* Dataset entries:

● ● ● ● ●

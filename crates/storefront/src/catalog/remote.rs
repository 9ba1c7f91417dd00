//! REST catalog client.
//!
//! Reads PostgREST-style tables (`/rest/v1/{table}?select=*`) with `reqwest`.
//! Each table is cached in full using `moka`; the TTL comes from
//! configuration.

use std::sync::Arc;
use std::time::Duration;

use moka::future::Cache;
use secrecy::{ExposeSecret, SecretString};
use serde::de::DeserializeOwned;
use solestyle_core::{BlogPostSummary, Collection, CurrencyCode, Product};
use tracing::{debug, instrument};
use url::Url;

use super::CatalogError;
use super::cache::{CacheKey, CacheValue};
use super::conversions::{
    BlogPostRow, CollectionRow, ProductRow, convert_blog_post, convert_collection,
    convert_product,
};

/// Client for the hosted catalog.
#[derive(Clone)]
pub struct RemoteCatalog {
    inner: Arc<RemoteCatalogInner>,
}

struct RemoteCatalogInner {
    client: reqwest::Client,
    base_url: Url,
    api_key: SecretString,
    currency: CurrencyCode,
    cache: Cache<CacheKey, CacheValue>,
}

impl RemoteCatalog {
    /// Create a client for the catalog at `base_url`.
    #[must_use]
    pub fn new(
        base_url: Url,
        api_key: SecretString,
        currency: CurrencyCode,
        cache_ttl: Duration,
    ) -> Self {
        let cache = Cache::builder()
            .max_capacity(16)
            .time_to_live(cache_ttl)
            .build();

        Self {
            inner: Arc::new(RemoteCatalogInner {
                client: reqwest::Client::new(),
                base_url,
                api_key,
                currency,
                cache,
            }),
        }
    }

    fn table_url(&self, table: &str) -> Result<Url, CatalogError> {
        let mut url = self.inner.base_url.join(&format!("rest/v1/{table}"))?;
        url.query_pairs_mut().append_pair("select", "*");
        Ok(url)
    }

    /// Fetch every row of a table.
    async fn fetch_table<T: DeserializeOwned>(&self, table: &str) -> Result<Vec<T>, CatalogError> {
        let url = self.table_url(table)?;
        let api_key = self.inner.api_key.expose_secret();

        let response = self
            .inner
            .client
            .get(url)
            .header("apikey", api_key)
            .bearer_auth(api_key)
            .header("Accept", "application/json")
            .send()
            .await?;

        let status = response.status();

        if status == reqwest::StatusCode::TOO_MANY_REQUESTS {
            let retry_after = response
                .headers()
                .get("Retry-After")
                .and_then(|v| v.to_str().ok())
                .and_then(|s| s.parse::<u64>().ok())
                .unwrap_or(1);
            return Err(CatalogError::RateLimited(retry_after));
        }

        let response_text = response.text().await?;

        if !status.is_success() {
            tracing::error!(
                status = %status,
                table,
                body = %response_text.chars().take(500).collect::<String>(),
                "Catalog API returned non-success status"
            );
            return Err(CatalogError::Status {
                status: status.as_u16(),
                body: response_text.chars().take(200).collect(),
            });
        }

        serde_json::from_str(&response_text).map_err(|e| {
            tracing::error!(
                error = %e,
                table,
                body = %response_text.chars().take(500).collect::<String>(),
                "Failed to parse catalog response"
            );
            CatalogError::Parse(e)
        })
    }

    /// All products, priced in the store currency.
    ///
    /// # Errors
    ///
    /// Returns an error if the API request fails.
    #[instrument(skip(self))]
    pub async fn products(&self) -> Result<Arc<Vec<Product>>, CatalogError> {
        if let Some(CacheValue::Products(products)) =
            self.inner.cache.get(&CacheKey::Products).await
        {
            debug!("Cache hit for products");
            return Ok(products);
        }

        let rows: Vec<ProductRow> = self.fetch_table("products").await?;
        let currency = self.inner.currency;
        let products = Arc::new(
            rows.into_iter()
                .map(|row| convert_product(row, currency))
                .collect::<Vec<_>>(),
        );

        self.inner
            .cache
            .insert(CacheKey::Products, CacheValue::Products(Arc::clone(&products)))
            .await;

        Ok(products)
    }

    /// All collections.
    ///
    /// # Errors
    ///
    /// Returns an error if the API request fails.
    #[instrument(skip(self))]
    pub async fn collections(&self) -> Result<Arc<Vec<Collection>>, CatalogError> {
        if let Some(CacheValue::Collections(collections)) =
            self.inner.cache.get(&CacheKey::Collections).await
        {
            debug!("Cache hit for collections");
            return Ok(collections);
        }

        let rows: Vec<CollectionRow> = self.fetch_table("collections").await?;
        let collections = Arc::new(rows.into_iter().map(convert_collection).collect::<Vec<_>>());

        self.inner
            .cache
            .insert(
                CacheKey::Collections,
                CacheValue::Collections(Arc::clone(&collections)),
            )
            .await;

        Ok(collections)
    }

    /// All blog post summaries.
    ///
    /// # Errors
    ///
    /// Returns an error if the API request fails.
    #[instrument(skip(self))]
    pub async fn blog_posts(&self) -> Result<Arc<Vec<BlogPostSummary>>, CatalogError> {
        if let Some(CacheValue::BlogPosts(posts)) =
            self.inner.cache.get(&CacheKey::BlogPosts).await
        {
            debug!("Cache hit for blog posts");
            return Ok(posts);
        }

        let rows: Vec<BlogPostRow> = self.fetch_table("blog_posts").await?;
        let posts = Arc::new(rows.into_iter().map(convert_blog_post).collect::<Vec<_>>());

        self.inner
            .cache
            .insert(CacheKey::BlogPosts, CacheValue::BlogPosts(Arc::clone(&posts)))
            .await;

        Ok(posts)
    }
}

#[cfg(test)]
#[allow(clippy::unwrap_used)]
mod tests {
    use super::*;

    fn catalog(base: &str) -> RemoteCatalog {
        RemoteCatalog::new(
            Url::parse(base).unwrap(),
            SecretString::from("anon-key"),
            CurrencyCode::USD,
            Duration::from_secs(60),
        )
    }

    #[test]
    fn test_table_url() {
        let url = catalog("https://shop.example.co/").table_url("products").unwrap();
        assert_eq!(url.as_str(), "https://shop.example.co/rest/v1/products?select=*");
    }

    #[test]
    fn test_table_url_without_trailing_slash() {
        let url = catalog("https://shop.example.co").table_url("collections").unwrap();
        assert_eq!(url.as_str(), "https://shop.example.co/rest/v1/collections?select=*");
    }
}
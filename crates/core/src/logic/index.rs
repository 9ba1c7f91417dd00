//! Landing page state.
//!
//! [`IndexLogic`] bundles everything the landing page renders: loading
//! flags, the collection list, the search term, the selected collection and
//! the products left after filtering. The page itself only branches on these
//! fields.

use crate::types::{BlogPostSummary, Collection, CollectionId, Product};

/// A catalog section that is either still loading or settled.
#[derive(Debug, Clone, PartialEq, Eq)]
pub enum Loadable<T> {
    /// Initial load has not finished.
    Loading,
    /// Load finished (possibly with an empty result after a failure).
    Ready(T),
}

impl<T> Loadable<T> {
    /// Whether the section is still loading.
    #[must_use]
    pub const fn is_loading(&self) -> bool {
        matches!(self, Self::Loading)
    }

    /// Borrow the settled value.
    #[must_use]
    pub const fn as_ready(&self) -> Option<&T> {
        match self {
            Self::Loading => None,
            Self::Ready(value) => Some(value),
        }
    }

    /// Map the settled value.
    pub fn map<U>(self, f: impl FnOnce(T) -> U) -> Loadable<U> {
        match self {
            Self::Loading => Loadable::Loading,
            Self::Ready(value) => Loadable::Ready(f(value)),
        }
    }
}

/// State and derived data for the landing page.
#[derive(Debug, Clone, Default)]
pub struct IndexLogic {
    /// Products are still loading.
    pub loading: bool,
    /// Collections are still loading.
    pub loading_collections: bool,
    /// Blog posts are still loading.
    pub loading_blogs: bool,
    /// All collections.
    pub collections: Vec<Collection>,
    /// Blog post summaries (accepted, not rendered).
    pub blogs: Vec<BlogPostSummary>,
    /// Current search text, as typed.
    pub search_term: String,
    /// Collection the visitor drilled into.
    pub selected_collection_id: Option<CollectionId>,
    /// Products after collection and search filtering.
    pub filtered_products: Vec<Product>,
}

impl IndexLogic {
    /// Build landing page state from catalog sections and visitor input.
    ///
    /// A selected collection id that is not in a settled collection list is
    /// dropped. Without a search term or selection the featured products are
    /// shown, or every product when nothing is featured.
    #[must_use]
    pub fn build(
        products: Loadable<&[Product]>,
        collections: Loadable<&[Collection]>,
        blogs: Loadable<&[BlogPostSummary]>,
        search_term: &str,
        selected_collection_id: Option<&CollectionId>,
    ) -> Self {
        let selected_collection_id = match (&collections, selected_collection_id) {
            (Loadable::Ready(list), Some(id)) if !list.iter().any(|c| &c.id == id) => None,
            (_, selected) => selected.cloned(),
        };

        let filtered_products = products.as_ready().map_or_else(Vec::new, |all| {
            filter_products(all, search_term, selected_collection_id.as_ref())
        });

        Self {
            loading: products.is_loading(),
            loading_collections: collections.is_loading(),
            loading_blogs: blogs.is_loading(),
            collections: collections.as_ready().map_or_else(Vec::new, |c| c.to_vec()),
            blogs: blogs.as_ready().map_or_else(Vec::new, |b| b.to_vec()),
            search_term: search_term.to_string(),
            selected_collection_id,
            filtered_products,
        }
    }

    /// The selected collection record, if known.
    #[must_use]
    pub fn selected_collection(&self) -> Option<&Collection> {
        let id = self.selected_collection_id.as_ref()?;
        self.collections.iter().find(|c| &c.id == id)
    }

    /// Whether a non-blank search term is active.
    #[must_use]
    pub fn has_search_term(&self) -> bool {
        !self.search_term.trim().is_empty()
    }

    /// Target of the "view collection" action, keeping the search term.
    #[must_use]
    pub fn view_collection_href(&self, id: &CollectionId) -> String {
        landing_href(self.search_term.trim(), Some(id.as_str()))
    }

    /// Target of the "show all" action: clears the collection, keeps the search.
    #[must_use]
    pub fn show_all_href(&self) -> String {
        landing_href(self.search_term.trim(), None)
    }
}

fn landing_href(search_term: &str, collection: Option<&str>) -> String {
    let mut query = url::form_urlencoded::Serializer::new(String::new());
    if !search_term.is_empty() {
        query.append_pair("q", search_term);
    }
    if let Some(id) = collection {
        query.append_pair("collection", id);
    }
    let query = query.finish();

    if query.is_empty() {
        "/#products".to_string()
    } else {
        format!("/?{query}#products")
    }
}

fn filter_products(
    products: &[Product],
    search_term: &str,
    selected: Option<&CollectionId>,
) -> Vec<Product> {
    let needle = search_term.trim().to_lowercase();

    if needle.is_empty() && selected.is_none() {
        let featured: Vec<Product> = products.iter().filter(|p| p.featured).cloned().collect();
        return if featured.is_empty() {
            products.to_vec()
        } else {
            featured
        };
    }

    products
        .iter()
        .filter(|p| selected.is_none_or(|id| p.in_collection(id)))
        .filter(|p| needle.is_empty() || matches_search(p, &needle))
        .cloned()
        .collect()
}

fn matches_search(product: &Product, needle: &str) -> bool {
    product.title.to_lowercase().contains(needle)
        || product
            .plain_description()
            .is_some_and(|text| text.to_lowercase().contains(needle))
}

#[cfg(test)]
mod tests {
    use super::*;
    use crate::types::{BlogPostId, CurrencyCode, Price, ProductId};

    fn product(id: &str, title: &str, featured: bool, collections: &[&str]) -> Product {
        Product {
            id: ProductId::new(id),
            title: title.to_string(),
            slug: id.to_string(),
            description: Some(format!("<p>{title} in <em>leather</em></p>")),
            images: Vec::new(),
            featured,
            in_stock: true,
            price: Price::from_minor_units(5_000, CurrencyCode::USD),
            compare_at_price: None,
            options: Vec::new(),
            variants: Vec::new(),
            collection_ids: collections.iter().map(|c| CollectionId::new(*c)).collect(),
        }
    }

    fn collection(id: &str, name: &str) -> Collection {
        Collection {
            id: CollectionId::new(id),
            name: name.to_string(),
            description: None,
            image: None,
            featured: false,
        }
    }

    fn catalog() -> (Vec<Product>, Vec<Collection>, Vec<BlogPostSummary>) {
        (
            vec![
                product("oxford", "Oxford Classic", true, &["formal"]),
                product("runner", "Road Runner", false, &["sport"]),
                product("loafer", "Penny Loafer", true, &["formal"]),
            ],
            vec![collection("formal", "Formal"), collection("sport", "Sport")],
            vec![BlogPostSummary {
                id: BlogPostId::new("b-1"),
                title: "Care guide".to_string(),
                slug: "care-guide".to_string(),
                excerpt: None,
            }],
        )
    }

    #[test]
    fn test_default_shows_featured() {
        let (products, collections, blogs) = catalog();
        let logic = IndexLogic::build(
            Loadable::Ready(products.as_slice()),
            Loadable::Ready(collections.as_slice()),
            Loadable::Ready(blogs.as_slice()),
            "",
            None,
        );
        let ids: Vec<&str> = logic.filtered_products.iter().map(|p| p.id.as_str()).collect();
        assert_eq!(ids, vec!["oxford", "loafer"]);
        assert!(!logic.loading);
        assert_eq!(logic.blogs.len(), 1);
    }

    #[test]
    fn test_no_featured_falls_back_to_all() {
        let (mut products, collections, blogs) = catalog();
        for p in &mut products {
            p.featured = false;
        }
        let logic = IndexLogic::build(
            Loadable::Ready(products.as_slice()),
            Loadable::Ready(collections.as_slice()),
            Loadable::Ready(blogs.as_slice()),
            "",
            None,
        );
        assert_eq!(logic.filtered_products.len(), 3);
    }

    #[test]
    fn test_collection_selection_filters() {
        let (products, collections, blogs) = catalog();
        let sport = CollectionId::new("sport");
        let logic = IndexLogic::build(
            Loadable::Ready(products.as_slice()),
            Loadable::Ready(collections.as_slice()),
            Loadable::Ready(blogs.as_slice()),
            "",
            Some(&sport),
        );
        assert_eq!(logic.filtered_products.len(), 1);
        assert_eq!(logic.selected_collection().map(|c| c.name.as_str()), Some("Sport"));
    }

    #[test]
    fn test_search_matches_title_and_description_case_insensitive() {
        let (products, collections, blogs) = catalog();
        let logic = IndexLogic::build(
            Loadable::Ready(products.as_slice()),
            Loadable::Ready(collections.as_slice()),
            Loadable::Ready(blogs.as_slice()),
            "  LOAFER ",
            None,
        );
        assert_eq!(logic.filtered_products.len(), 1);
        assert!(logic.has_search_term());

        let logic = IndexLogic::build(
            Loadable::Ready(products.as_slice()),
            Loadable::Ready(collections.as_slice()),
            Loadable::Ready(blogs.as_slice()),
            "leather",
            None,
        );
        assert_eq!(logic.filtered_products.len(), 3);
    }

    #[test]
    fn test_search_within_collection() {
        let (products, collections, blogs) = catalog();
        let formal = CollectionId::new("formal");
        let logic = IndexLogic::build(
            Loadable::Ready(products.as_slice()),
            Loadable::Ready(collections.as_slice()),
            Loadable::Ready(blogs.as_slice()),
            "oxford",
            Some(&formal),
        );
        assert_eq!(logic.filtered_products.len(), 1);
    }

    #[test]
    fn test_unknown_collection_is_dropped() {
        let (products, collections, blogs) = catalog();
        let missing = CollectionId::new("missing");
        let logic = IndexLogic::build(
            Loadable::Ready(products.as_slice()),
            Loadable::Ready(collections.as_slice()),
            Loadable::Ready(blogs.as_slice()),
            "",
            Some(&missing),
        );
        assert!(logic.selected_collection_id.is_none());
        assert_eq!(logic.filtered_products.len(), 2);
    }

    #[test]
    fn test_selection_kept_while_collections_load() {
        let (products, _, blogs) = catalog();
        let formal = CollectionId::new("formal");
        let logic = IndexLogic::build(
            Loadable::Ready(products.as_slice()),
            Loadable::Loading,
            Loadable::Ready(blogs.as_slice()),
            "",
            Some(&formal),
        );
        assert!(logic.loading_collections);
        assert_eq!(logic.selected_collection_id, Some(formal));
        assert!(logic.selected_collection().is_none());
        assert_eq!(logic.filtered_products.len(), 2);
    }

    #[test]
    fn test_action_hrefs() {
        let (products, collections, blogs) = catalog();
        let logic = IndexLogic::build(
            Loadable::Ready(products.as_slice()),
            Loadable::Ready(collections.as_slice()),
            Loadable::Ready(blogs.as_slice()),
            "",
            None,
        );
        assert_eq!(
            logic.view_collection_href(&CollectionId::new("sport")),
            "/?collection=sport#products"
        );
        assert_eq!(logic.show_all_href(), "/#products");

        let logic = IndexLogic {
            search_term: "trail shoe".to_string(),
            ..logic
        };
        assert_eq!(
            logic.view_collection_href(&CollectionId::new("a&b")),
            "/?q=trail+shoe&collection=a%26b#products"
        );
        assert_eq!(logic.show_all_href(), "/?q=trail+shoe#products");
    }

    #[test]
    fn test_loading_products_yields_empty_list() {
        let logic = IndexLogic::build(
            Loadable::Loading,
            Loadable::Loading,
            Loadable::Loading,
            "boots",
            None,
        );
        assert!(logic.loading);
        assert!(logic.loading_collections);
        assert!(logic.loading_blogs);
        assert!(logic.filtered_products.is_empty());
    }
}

● ● ● ● ●

* Task instructions: For the records above, how many lines contain the word "insert"? Reply with the number only.

* Finished exercise: 3